L’angiographie a montré un point de fuite tardif localisé au niveau de l’apex du dôme maculaire beaucoup plus important à gauche.

Un traitement par injection intra-vitréenne d’avastin fut décidé en OG. (en cours)

La macula en forme de dôme est une maladie relativement nouvelle, décrite pour la première fois en 2008 par Gaucher et al. Bien que plusieurs études aient été menées au cours des dernières années, on en sait peu sur l'histoire naturelle de ce syndrome. L’âge moyen d’apparition serait de 50 ans avec  une prédominance féminine  La bilatéralité de l’atteinte est retrouvée dans 50-53%. Jusqu'à présent, trois formes de SMD ont été décrits.[1]

Plusieurs théories ont été postulées concernant le mécanisme et les processus physiopathologiques conduisant à la formation de SMD, dont le role joué par l'épaississement choroidien, scéral et l'atrophie de l'épithélium pigmentaire.[2]

La complication la plus fréquente dans SMD est la présence de DSR en l’absence de néovaisseaux dont la cause n’est toujours pas claire et fait l’objet d’un débat. 

À ce jour, aucun accord n'a été trouvé sur l'approche optimale du traitement de cette complication. 
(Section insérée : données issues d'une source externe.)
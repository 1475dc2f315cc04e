// tests/common/mod.rs
#![allow(dead_code)]

use aero_scraper::download::{DownloadOutcome, Downloader};
use aero_scraper::ingest::types::{CandidateRecord, FetchWindow, SourceKind, SourceProvider};
use aero_scraper::research_log::LogSink;
use aero_scraper::verify::{PdfVerifier, Readability};
use anyhow::{anyhow, Result};
use async_trait::async_trait;
use chrono::{NaiveDate, TimeZone, Utc};
use std::collections::HashSet;
use std::path::PathBuf;
use std::sync::Mutex;

pub fn window() -> FetchWindow {
    FetchWindow::last_days(Utc.with_ymd_and_hms(2024, 6, 8, 12, 0, 0).unwrap(), 7)
}

pub fn today() -> NaiveDate {
    NaiveDate::from_ymd_opt(2024, 6, 8).unwrap()
}

pub fn rec(source: SourceKind, title: &str, url: Option<&str>) -> CandidateRecord {
    CandidateRecord::new(
        source,
        Some(title),
        url.map(str::to_string),
        "First. Second. Third. Fourth.",
        "test relevance",
    )
}

pub struct StaticProvider {
    pub name: &'static str,
    pub items: Vec<CandidateRecord>,
}

#[async_trait]
impl SourceProvider for StaticProvider {
    async fn fetch_latest(&self, _window: &FetchWindow) -> Result<Vec<CandidateRecord>> {
        Ok(self.items.clone())
    }
    fn name(&self) -> &'static str {
        self.name
    }
}

pub struct FailingProvider;

#[async_trait]
impl SourceProvider for FailingProvider {
    async fn fetch_latest(&self, _window: &FetchWindow) -> Result<Vec<CandidateRecord>> {
        Err(anyhow!("upstream returned HTTP 503"))
    }
    fn name(&self) -> &'static str {
        "Failing"
    }
}

/// Reports readable only for urls in `readable`; records every call.
#[derive(Default)]
pub struct ScriptedVerifier {
    pub readable: HashSet<String>,
    pub calls: Mutex<Vec<String>>,
}

impl ScriptedVerifier {
    pub fn readable<I: IntoIterator<Item = &'static str>>(urls: I) -> Self {
        Self {
            readable: urls.into_iter().map(str::to_string).collect(),
            calls: Mutex::new(Vec::new()),
        }
    }

    pub fn calls(&self) -> Vec<String> {
        self.calls.lock().unwrap().clone()
    }
}

#[async_trait]
impl PdfVerifier for ScriptedVerifier {
    async fn verify(&self, url: &str) -> Readability {
        self.calls.lock().unwrap().push(url.to_string());
        if self.readable.contains(url) {
            Readability::from_text("Readable first page")
        } else {
            Readability::unreadable()
        }
    }
}

#[derive(Default)]
pub struct MemoryLog {
    pub blocks: Mutex<Vec<String>>,
}

impl MemoryLog {
    pub fn blocks(&self) -> Vec<String> {
        self.blocks.lock().unwrap().clone()
    }
}

impl LogSink for MemoryLog {
    fn append(&self, block: &str) -> Result<()> {
        self.blocks.lock().unwrap().push(block.to_string());
        Ok(())
    }
}

pub struct BrokenLog;

impl LogSink for BrokenLog {
    fn append(&self, _block: &str) -> Result<()> {
        Err(anyhow!("disk full"))
    }
}

#[derive(Default)]
pub struct RecordingDownloader {
    pub calls: Mutex<Vec<(String, String)>>,
}

#[async_trait]
impl Downloader for RecordingDownloader {
    async fn download(&self, title: &str, url: &str) -> Result<DownloadOutcome> {
        self.calls
            .lock()
            .unwrap()
            .push((title.to_string(), url.to_string()));
        Ok(DownloadOutcome::Saved(PathBuf::from(format!("/tmp/{title}.pdf"))))
    }
}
Compte tenu de la description relativement récente du SMD, l'évolution clinique à long terme de cette affection dans les yeux myopes et encore moins non myopes  est encore mal documentée. Il serait utile de savoir si le SMD est un mécanisme d’adaptation et de protection permettant de maintenir acuité visuelle claire pour une certaine longueur axiale ou un processus pathologique. Ainsi, des études prospectives peuvent s'avérer nécessaires pour comprendre la physiopathologie de ce syndrome,  d’en évaluer l'incidence et la prévalence réelle du dans les yeux myopes et non myopes.